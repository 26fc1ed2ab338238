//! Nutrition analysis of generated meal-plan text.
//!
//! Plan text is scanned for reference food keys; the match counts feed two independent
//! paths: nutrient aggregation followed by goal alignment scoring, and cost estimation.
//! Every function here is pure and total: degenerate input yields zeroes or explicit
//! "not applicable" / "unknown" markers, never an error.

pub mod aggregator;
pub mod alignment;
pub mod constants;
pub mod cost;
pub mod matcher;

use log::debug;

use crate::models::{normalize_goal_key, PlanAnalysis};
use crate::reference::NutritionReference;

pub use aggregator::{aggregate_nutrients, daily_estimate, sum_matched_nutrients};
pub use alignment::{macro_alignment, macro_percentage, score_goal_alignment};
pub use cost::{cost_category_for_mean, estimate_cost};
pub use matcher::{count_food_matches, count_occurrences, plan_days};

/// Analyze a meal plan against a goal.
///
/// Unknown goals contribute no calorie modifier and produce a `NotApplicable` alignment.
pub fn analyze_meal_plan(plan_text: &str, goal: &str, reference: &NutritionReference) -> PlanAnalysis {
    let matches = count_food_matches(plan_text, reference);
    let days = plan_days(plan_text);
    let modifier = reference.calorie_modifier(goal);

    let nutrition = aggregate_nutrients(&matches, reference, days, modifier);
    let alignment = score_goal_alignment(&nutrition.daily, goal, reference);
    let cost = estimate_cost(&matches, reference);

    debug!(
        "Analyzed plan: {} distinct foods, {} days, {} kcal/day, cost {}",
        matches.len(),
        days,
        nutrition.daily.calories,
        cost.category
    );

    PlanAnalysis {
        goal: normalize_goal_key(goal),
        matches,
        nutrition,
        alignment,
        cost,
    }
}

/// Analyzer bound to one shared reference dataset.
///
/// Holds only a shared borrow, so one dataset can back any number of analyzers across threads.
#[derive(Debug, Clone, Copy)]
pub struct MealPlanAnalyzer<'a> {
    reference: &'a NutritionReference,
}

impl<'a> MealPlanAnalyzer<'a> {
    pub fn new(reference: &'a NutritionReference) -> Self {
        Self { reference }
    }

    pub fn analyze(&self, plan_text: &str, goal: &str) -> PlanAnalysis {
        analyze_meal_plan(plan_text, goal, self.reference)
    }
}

=== What is needed ===
Look back at the records above. Repeat all of them exactly.

=== Solution ===
repository 26fc1ed2ab338238
//! Nutrition analysis of generated meal-plan text.
//!
//! Plan text is scanned for reference food keys; the match counts feed two independent
//! paths: nutrient aggregation followed by goal alignment scoring, and cost estimation.
//! Every function here is pure and total: degenerate input yields zeroes or explicit
//! "not applicable" / "unknown" markers, never an error.

pub mod aggregator;
pub mod alignment;
pub mod constants;
pub mod cost;
pub mod matcher;

use log::debug;

use crate::models::{normalize_goal_key, PlanAnalysis};
use crate::reference::NutritionReference;

pub use aggregator::{aggregate_nutrients, daily_estimate, sum_matched_nutrients};
pub use alignment::{macro_alignment, macro_percentage, score_goal_alignment};
pub use cost::{cost_category_for_mean, estimate_cost};
pub use matcher::{count_food_matches, count_occurrences, plan_days};

/// Analyze a meal plan against a goal.
///
/// Unknown goals contribute no calorie modifier and produce a `NotApplicable` alignment.
pub fn analyze_meal_plan(plan_text: &str, goal: &str, reference: &NutritionReference) -> PlanAnalysis {
    let matches = count_food_matches(plan_text, reference);
    let days = plan_days(plan_text);
    let modifier = reference.calorie_modifier(goal);

    let nutrition = aggregate_nutrients(&matches, reference, days, modifier);
    let alignment = score_goal_alignment(&nutrition.daily, goal, reference);
    let cost = estimate_cost(&matches, reference);

    debug!(
        "Analyzed plan: {} distinct foods, {} days, {} kcal/day, cost {}",
        matches.len(),
        days,
        nutrition.daily.calories,
        cost.category
    );

    PlanAnalysis {
        goal: normalize_goal_key(goal),
        matches,
        nutrition,
        alignment,
        cost,
    }
}

/// Analyzer bound to one shared reference dataset.
///
/// Holds only a shared borrow, so one dataset can back any number of analyzers across threads.
#[derive(Debug, Clone, Copy)]
pub struct MealPlanAnalyzer<'a> {
    reference: &'a NutritionReference,
}

impl<'a> MealPlanAnalyzer<'a> {
    pub fn new(reference: &'a NutritionReference) -> Self {
        Self { reference }
    }

    pub fn analyze(&self, plan_text: &str, goal: &str) -> PlanAnalysis {
        analyze_meal_plan(plan_text, goal, self.reference)
    }
}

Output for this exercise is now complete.